Exons 27 and 143 encode one simple repeat each in the super repeat region of nebulin. The super repeats bind actin and tropomyosin, and the binding sites on nebulin are conserved.6 We have shown that missense variants in or close to these binding sites compromise actin and tropomyosin binding.7 The variants reported by Jin et al.1 are not in or close to actin- or tropomyosin-binding sites on nebulin. Nor do Jin et al. present any experimental data confirming that the variants p.L868P and p.R7114W have a negative effect on nebulin function.
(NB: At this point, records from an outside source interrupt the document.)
use std::fmt::{Display, Formatter};

use serde::{Deserialize, Serialize};

use crate::FetchError;

/// Market tier a ticker belongs to, inferred purely from its shape.
#[derive(Debug, Clone, Copy, PartialEq, Eq, Hash, Serialize, Deserialize)]
#[serde(rename_all = "snake_case")]
pub enum MarketKind {
    /// Mainland A-share, six decimal digits.
    Domestic,
    /// Hong Kong, five decimal digits.
    Secondary,
    /// US listing, alphabetic.
    Foreign,
}

impl MarketKind {
    pub const ALL: [Self; 3] = [Self::Domestic, Self::Secondary, Self::Foreign];

    pub const fn as_str(self) -> &'static str {
        match self {
            Self::Domestic => "domestic",
            Self::Secondary => "secondary",
            Self::Foreign => "foreign",
        }
    }

    pub const fn currency(self) -> &'static str {
        match self {
            Self::Domestic => "CNY",
            Self::Secondary => "HKD",
            Self::Foreign => "USD",
        }
    }
}

impl Display for MarketKind {
    fn fmt(&self, f: &mut Formatter<'_>) -> std::fmt::Result {
        f.write_str(self.as_str())
    }
}

/// Result of shape classification. Every input maps to exactly one variant.
#[derive(Debug, Clone, Copy, PartialEq, Eq, Hash, Serialize, Deserialize)]
#[serde(rename_all = "snake_case")]
pub enum Classification {
    Domestic,
    Secondary,
    Foreign,
    Invalid,
}

impl Classification {
    pub const fn market(self) -> Option<MarketKind> {
        match self {
            Self::Domestic => Some(MarketKind::Domestic),
            Self::Secondary => Some(MarketKind::Secondary),
            Self::Foreign => Some(MarketKind::Foreign),
            Self::Invalid => None,
        }
    }
}

/// Classifies a raw ticker string by shape.
///
/// Surrounding whitespace is ignored. Only ASCII digits and letters count,
/// so suffixed forms like `600519.SS` or `BRK.B` are `Invalid`.
pub fn classify(input: &str) -> Classification {
    let trimmed = input.trim();
    if trimmed.is_empty() {
        return Classification::Invalid;
    }

    if trimmed.bytes().all(|byte| byte.is_ascii_digit()) {
        return match trimmed.len() {
            6 => Classification::Domestic,
            5 => Classification::Secondary,
            _ => Classification::Invalid,
        };
    }

    if trimmed.bytes().all(|byte| byte.is_ascii_alphabetic()) {
        return Classification::Foreign;
    }

    Classification::Invalid
}

/// Mainland exchange a domestic code is listed on.
#[derive(Debug, Clone, Copy, PartialEq, Eq, Hash, Serialize, Deserialize)]
#[serde(rename_all = "snake_case")]
pub enum DomesticExchange {
    Shanghai,
    Shenzhen,
    Beijing,
}

/// Normalized, classified market identifier.
#[derive(Debug, Clone, PartialEq, Eq, Hash, Serialize, Deserialize)]
pub struct Ticker {
    code: String,
    market: MarketKind,
}

impl Ticker {
    /// Trims, upper-cases alphabetic tickers and classifies the input.
    pub fn parse(input: &str) -> Result<Self, FetchError> {
        let market = classify(input)
            .market()
            .ok_or_else(|| FetchError::invalid_format(input.trim()))?;

        Ok(Self {
            code: input.trim().to_ascii_uppercase(),
            market,
        })
    }

    pub fn as_str(&self) -> &str {
        &self.code
    }

    pub const fn market(&self) -> MarketKind {
        self.market
    }

    /// Listing venue for domestic codes, `None` for other markets.
    pub fn domestic_exchange(&self) -> Option<DomesticExchange> {
        if self.market != MarketKind::Domestic {
            return None;
        }

        Some(match self.code.as_bytes().first() {
            Some(b'6') | Some(b'9') => DomesticExchange::Shanghai,
            Some(b'4') | Some(b'8') => DomesticExchange::Beijing,
            _ => DomesticExchange::Shenzhen,
        })
    }
}

impl Display for Ticker {
    fn fmt(&self, f: &mut Formatter<'_>) -> std::fmt::Result {
        f.write_str(self.as_str())
    }
}

impl TryFrom<&str> for Ticker {
    type Error = FetchError;

    fn try_from(value: &str) -> Result<Self, Self::Error> {
        Self::parse(value)
    }
}

#[cfg(test)]
mod tests {
    use super::*;

    #[test]
    fn classifies_reference_shapes() {
        assert_eq!(classify("600519"), Classification::Domestic);
        assert_eq!(classify("00700"), Classification::Secondary);
        assert_eq!(classify("AAPL"), Classification::Foreign);
        assert_eq!(classify("600519.SS"), Classification::Invalid);
    }

    #[test]
    fn digit_strings_of_other_lengths_are_invalid() {
        assert_eq!(classify("1234"), Classification::Invalid);
        assert_eq!(classify("1234567"), Classification::Invalid);
        assert_eq!(classify(""), Classification::Invalid);
        assert_eq!(classify("   "), Classification::Invalid);
    }

    #[test]
    fn mixed_and_non_ascii_inputs_are_invalid() {
        assert_eq!(classify("BRK.B"), Classification::Invalid);
        assert_eq!(classify("A1"), Classification::Invalid);
        assert_eq!(classify("茅台"), Classification::Invalid);
        assert_eq!(classify("６００５１９"), Classification::Invalid);
    }

    #[test]
    fn parse_trims_and_uppercases() {
        let ticker = Ticker::parse("  msft ").expect("ticker should parse");
        assert_eq!(ticker.as_str(), "MSFT");
        assert_eq!(ticker.market(), MarketKind::Foreign);
    }

    #[test]
    fn parse_rejects_invalid_shape() {
        let error = Ticker::parse("600519.SS").expect_err("must fail");
        assert!(matches!(error, FetchError::InvalidFormat { ref ticker } if ticker == "600519.SS"));
    }

    #[test]
    fn domestic_exchange_follows_code_prefix() {
        let exchange = |code: &str| {
            Ticker::parse(code)
                .expect("valid domestic code")
                .domestic_exchange()
        };

        assert_eq!(exchange("600519"), Some(DomesticExchange::Shanghai));
        assert_eq!(exchange("688981"), Some(DomesticExchange::Shanghai));
        assert_eq!(exchange("000001"), Some(DomesticExchange::Shenzhen));
        assert_eq!(exchange("300750"), Some(DomesticExchange::Shenzhen));
        assert_eq!(exchange("830799"), Some(DomesticExchange::Beijing));
        assert_eq!(
            Ticker::parse("00700")
                .expect("valid secondary code")
                .domestic_exchange(),
            None
        );
    }
}
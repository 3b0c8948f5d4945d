mod analyze;
mod classify;
mod diagnose;

use mungerline_core::FetchError;
use serde::Serialize;
use serde_json::Value;

use crate::cli::{Cli, Command};
use crate::error::CliError;

pub struct CommandResult {
    pub data: Value,
    pub warnings: Vec<String>,
    pub errors: Vec<ErrorView>,
}

impl CommandResult {
    pub fn ok(data: Value) -> Self {
        Self {
            data,
            warnings: Vec::new(),
            errors: Vec::new(),
        }
    }

    pub fn with_warnings(mut self, warnings: Vec<String>) -> Self {
        self.warnings.extend(warnings);
        self
    }

    pub fn with_error(mut self, error: &FetchError) -> Self {
        self.errors.push(ErrorView::from(error));
        self
    }
}

/// Rendered form of a fetch failure.
#[derive(Debug, Clone, Serialize)]
pub struct ErrorView {
    pub code: &'static str,
    pub message: String,
    pub hint: String,
}

impl From<&FetchError> for ErrorView {
    fn from(error: &FetchError) -> Self {
        Self {
            code: error.code(),
            message: error.to_string(),
            hint: error.user_hint(),
        }
    }
}

pub async fn run(cli: &Cli) -> Result<CommandResult, CliError> {
    match &cli.command {
        Command::Analyze(args) => analyze::run(args, cli.timeout_ms).await,
        Command::Diagnose(args) => diagnose::run(args),
        Command::Classify(args) => classify::run(args),
    }
}
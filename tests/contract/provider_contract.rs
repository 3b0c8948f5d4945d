use std::sync::Arc;

use mungerline_core::{
    EastmoneyAdapter, FetchOptions, MarketDataSource, MarketKind, NoopHttpClient, ProviderId,
    SourceErrorKind, Ticker, YahooAdapter,
};

#[derive(Clone)]
struct ProviderCase {
    id: ProviderId,
    source: Arc<dyn MarketDataSource>,
    markets: &'static [MarketKind],
    sample: &'static str,
}

fn provider_cases() -> Vec<ProviderCase> {
    vec![
        ProviderCase {
            id: ProviderId::Eastmoney,
            source: Arc::new(EastmoneyAdapter::default()),
            markets: &[MarketKind::Domestic, MarketKind::Secondary],
            sample: "600519",
        },
        ProviderCase {
            id: ProviderId::Yahoo,
            source: Arc::new(YahooAdapter::with_http_client(Arc::new(NoopHttpClient), None)),
            markets: &[MarketKind::Foreign],
            sample: "AAPL",
        },
    ]
}

fn ticker(code: &str) -> Ticker {
    Ticker::parse(code).expect("valid ticker")
}

#[test]
fn every_market_has_exactly_one_provider() {
    let cases = provider_cases();
    for market in MarketKind::ALL {
        let serving = cases
            .iter()
            .filter(|case| case.source.supports(market))
            .count();
        assert_eq!(serving, 1, "{market}");
    }
}

#[test]
fn providers_report_their_identity() {
    for case in provider_cases() {
        assert_eq!(case.source.id(), case.id);
        assert_eq!(case.source.markets(), case.markets);
    }
}

#[tokio::test]
async fn empty_payloads_yield_no_price() {
    for case in provider_cases() {
        let raw = case
            .source
            .fetch_quote(&ticker(case.sample), FetchOptions::default())
            .await
            .unwrap_or_else(|error| panic!("{}: {error}", case.id));

        assert_eq!(raw.price, None, "{}", case.id);
        assert_eq!(raw.trailing_pe, None, "{}", case.id);
        assert_eq!(raw.growth_rate, None, "{}", case.id);
    }
}

#[tokio::test]
async fn eastmoney_refuses_foreign_tickers() {
    let adapter = EastmoneyAdapter::default();

    let error = adapter
        .fetch_quote(&ticker("AAPL"), FetchOptions::default())
        .await
        .expect_err("eastmoney does not serve US listings");

    assert_eq!(error.kind(), SourceErrorKind::Internal);
}
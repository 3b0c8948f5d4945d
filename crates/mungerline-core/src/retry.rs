//! Bounded retry with jittered backoff for transient transport failures.

use std::time::Duration;

use tracing::debug;

use crate::http_client::{HttpClient, HttpError, HttpRequest, HttpResponse};

/// Backoff strategy between attempts.
#[derive(Debug, Clone, Copy, PartialEq)]
pub enum Backoff {
    Fixed {
        delay: Duration,
    },
    /// `base * factor^attempt`, capped at `max`, optionally +/- 50% jitter.
    Exponential {
        base: Duration,
        factor: f64,
        max: Duration,
        jitter: bool,
    },
}

impl Default for Backoff {
    fn default() -> Self {
        Self::Exponential {
            base: Duration::from_millis(250),
            factor: 2.0,
            max: Duration::from_secs(2),
            jitter: true,
        }
    }
}

impl Backoff {
    /// Delay before retry number `attempt` (0-based).
    pub fn delay(self, attempt: u32) -> Duration {
        match self {
            Self::Fixed { delay } => delay,
            Self::Exponential {
                base,
                factor,
                max,
                jitter,
            } => {
                let exponent = i32::try_from(attempt).unwrap_or(i32::MAX);
                let seconds = (base.as_secs_f64() * factor.powi(exponent)).min(max.as_secs_f64());
                let delay = Duration::from_secs_f64(seconds.max(0.0));

                if !jitter {
                    return delay;
                }

                let millis = u64::try_from(delay.as_millis()).unwrap_or(u64::MAX);
                let spread = millis / 2;
                let offset = fastrand::u64(0..=spread.saturating_mul(2));
                Duration::from_millis((millis - spread).saturating_add(offset))
            }
        }
    }
}

/// Which failures are retried and how often. Total attempts = `max_retries + 1`.
#[derive(Debug, Clone, PartialEq)]
pub struct RetryConfig {
    pub max_retries: u32,
    pub backoff: Backoff,
    pub retry_on_status: Vec<u16>,
    pub retry_on_timeout: bool,
    pub retry_on_connect: bool,
}

impl Default for RetryConfig {
    /// One retry: interactive lookups should fail fast.
    fn default() -> Self {
        Self {
            max_retries: 1,
            backoff: Backoff::default(),
            retry_on_status: vec![500, 502, 503, 504],
            retry_on_timeout: true,
            retry_on_connect: true,
        }
    }
}

impl RetryConfig {
    pub fn fixed(delay: Duration, max_retries: u32) -> Self {
        Self {
            max_retries,
            backoff: Backoff::Fixed { delay },
            ..Self::default()
        }
    }

    pub fn no_retry() -> Self {
        Self {
            max_retries: 0,
            ..Self::default()
        }
    }

    pub fn should_retry_status(&self, status: u16) -> bool {
        self.retry_on_status.contains(&status)
    }

    pub fn should_retry_error(&self, error: &HttpError) -> bool {
        (error.is_timeout() && self.retry_on_timeout) || (error.is_connect() && self.retry_on_connect)
    }

    pub fn delay_for_attempt(&self, attempt: u32) -> Duration {
        self.backoff.delay(attempt)
    }
}

/// Executes `request`, retrying per `config`. The final attempt's outcome is
/// returned as-is, so a 5xx that survives every retry still reaches the caller
/// as a response.
pub async fn execute_with_retry(
    client: &dyn HttpClient,
    request: HttpRequest,
    config: &RetryConfig,
) -> Result<HttpResponse, HttpError> {
    let mut attempt = 0;
    loop {
        let outcome = client.execute(request.clone()).await;
        let retry = attempt < config.max_retries
            && match &outcome {
                Ok(response) => config.should_retry_status(response.status),
                Err(error) => config.should_retry_error(error),
            };

        if !retry {
            return outcome;
        }

        let delay = config.delay_for_attempt(attempt);
        debug!(
            url = %request.url,
            attempt = attempt + 1,
            delay_ms = u64::try_from(delay.as_millis()).unwrap_or(u64::MAX),
            "retrying transient upstream failure"
        );
        tokio::time::sleep(delay).await;
        attempt += 1;
    }
}
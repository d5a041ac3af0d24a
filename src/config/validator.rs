use thiserror::Error;

use crate::chat::config::{
    ChatConfig, GraphStoreConfig, GuardrailConfig, LlmProviderConfig, LlmProviderType,
    MemoryStrategy, OntologyConfig,
};
use crate::config::{ServerSettings, Settings};

#[derive(Debug, Error)]
pub enum ValidationError {
    #[error("Missing required field: {0}")]
    MissingField(String),

    #[error("Invalid value for {field}: {reason}")]
    InvalidValue { field: String, reason: String },
}

impl ValidationError {
    fn invalid(field: &str, reason: &str) -> Self {
        ValidationError::InvalidValue {
            field: field.to_string(),
            reason: reason.to_string(),
        }
    }
}

pub struct ConfigValidator;

impl ConfigValidator {
    /// Check every section and report all problems at once
    pub fn validate(settings: &Settings) -> Result<(), Vec<ValidationError>> {
        let mut errors = Vec::new();

        Self::validate_server(&settings.server, &mut errors);
        Self::validate_llm("llm", &settings.llm, &mut errors);
        Self::validate_guardrail(&settings.guardrail, &mut errors);
        Self::validate_graph_store(&settings.graph_store, &mut errors);
        Self::validate_ontology(&settings.ontology, &mut errors);
        Self::validate_chat(&settings.chat, &mut errors);

        if errors.is_empty() {
            Ok(())
        } else {
            Err(errors)
        }
    }

    fn validate_server(server: &ServerSettings, errors: &mut Vec<ValidationError>) {
        if server.host.is_empty() {
            errors.push(ValidationError::MissingField("server.host".to_string()));
        }

        if server.port == 0 {
            errors.push(ValidationError::invalid(
                "server.port",
                "Port must be greater than 0",
            ));
        }

        if server.session_sweep_seconds == 0 {
            errors.push(ValidationError::invalid(
                "server.session_sweep_seconds",
                "Must be greater than 0",
            ));
        }
    }

    fn validate_llm(prefix: &str, llm: &LlmProviderConfig, errors: &mut Vec<ValidationError>) {
        if llm.model.trim().is_empty() {
            errors.push(ValidationError::MissingField(format!("{}.model", prefix)));
        }

        if llm.provider == LlmProviderType::AzureOpenAI && llm.base_url.is_none() {
            errors.push(ValidationError::MissingField(format!(
                "{}.base_url (required for Azure OpenAI)",
                prefix
            )));
        }

        if let Some(temperature) = llm.temperature {
            if !(0.0..=2.0).contains(&temperature) {
                errors.push(ValidationError::invalid(
                    &format!("{}.temperature", prefix),
                    "Must be between 0.0 and 2.0",
                ));
            }
        }

        if llm.timeout_seconds == 0 {
            errors.push(ValidationError::invalid(
                &format!("{}.timeout_seconds", prefix),
                "Must be greater than 0",
            ));
        }
    }

    fn validate_guardrail(guardrail: &GuardrailConfig, errors: &mut Vec<ValidationError>) {
        if let Some(llm) = &guardrail.llm {
            Self::validate_llm("guardrail.llm", llm, errors);
        }

        if guardrail.max_input_chars == 0 {
            errors.push(ValidationError::invalid(
                "guardrail.max_input_chars",
                "Must be greater than 0",
            ));
        }

        if guardrail.timeout_seconds == 0 {
            errors.push(ValidationError::invalid(
                "guardrail.timeout_seconds",
                "Must be greater than 0",
            ));
        }
    }

    fn validate_graph_store(store: &GraphStoreConfig, errors: &mut Vec<ValidationError>) {
        if !store.url.starts_with("http://") && !store.url.starts_with("https://") {
            errors.push(ValidationError::invalid(
                "graph_store.url",
                "Must be an http(s) URL",
            ));
        }

        if store.repository.trim().is_empty() {
            errors.push(ValidationError::MissingField(
                "graph_store.repository".to_string(),
            ));
        }

        if store.max_rows == 0 {
            errors.push(ValidationError::invalid(
                "graph_store.max_rows",
                "Must be greater than 0",
            ));
        }

        if store.timeout_seconds == 0 {
            errors.push(ValidationError::invalid(
                "graph_store.timeout_seconds",
                "Must be greater than 0",
            ));
        }
    }

    fn validate_ontology(ontology: &OntologyConfig, errors: &mut Vec<ValidationError>) {
        match ontology {
            OntologyConfig::Inline { text } if text.trim().is_empty() => {
                errors.push(ValidationError::MissingField("ontology.text".to_string()));
            }
            OntologyConfig::File { path, .. } if path.trim().is_empty() => {
                errors.push(ValidationError::MissingField("ontology.path".to_string()));
            }
            _ => {}
        }
    }

    fn validate_chat(chat: &ChatConfig, errors: &mut Vec<ValidationError>) {
        if chat.domain.trim().is_empty() {
            errors.push(ValidationError::MissingField("chat.domain".to_string()));
        }

        if chat
            .system_prompt
            .as_deref()
            .is_some_and(|prompt| prompt.trim().is_empty())
        {
            errors.push(ValidationError::invalid(
                "chat.system_prompt",
                "Must not be empty when set",
            ));
        }

        for (field, value) in [
            ("chat.model_timeout_seconds", chat.model_timeout_seconds),
            ("chat.tool_timeout_seconds", chat.tool_timeout_seconds),
            ("chat.session_ttl_seconds", chat.session_ttl_seconds),
        ] {
            if value == 0 {
                errors.push(ValidationError::invalid(field, "Must be greater than 0"));
            }
        }

        if let MemoryStrategy::SlidingWindow { size: 0 } = chat.memory {
            errors.push(ValidationError::invalid(
                "chat.memory.size",
                "Window must keep at least the current message",
            ));
        }
    }
}
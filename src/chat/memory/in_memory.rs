//! In-memory session store

use async_trait::async_trait;
use std::collections::HashMap;
use std::sync::Arc;
use std::time::{Duration, Instant};
use tokio::sync::{Mutex, RwLock};

use super::{SessionStore, SharedHistory};
use crate::chat::domain::ConversationHistory;

struct SessionEntry {
    history: SharedHistory,
    last_active: Instant,
}

/// In-memory session store with idle expiry
pub struct InMemorySessionStore {
    sessions: RwLock<HashMap<String, SessionEntry>>,
    ttl: Duration,
}

impl InMemorySessionStore {
    /// Create a new store; sessions idle for longer than `ttl` can be purged
    pub fn new(ttl: Duration) -> Self {
        Self {
            sessions: RwLock::new(HashMap::new()),
            ttl,
        }
    }
}

#[async_trait]
impl SessionStore for InMemorySessionStore {
    async fn get_or_create(&self, session_id: &str) -> SharedHistory {
        let mut sessions = self.sessions.write().await;
        let entry = sessions
            .entry(session_id.to_string())
            .or_insert_with(|| {
                tracing::debug!(session_id, "Creating session");
                SessionEntry {
                    history: Arc::new(Mutex::new(ConversationHistory::new())),
                    last_active: Instant::now(),
                }
            });
        entry.last_active = Instant::now();
        entry.history.clone()
    }

    async fn get(&self, session_id: &str) -> Option<SharedHistory> {
        let mut sessions = self.sessions.write().await;
        sessions.get_mut(session_id).map(|entry| {
            entry.last_active = Instant::now();
            entry.history.clone()
        })
    }

    async fn remove(&self, session_id: &str) -> bool {
        let mut sessions = self.sessions.write().await;
        sessions.remove(session_id).is_some()
    }

    async fn purge_expired(&self) -> usize {
        let mut sessions = self.sessions.write().await;
        let before = sessions.len();

        // A session whose history is locked has a turn in flight
        sessions.retain(|_, entry| {
            entry.last_active.elapsed() < self.ttl || entry.history.try_lock().is_err()
        });

        let removed = before - sessions.len();
        if removed > 0 {
            tracing::info!(removed, "Purged expired sessions");
        }
        removed
    }

    async fn session_count(&self) -> usize {
        self.sessions.read().await.len()
    }
}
Missense variants are very common in NEB. The current Exome Variant Server (EVS) release (ESP6500SI-V2, http://evs.gs.washington.edu/EVS/) contains 522 NEB missense variants, of which 107 (20%) are predicted to be benign, 98 (19%) to be possible damaging and 295 (56%) are predicted to be probably damaging by PolyPhen2. For the remaining 22 variants no prediction could be made. The EVS data set contains samples of 2203 African-American and 4300 European-American unrelated individuals, totaling 6503 samples. The samples are from healthy controls, as well as from individuals representing the extremes of specific traits (low-density lipoprotein and blood pressure), and specific diseases (early-onset myocardial infarction and early-onset stroke) and lung diseases. Six European-American heterozygous carriers of the p.L868P variant are listed in EVS. The p.R7114W variant is not included in EVS. It seems highly unlikely, that >50% of all missense variants in NEB identified in the EVS cohorts would compromise the normal functions of nebulin. A very high false positive rate (75%), that is, damaging predictions for neutral variants, has indeed been reported for PolyPhen2.8 Both p.L868P and p.R7114W are predicted to be probably damaging by PolyPhen2, but both are predicted to be neutral with the improved prediction tool MEGA-MD.9

On the basis of the evidence above, our view is that the variants p.L868P and p.R7114W are highly unlikely to be causative of the complex and quite severe phenotype in the Korean family. It should always be kept in mind that WES does not completely cover the whole coding region of the human genome. Many important regions, such as GC-rich first exons of genes and repetitive exons (for example, NEB exons 82–105) are usually not covered in the WES panels. Moreover, the resolution of conventional whole-genome array-CGH is on average 200 kb or lower, which means that CNVs <200 kb are not detected. CNVs of a few kilobases are not readily detected by WES either. Therefore, the true disease-causing variants in the Korean family may well have escaped detection with the methods used.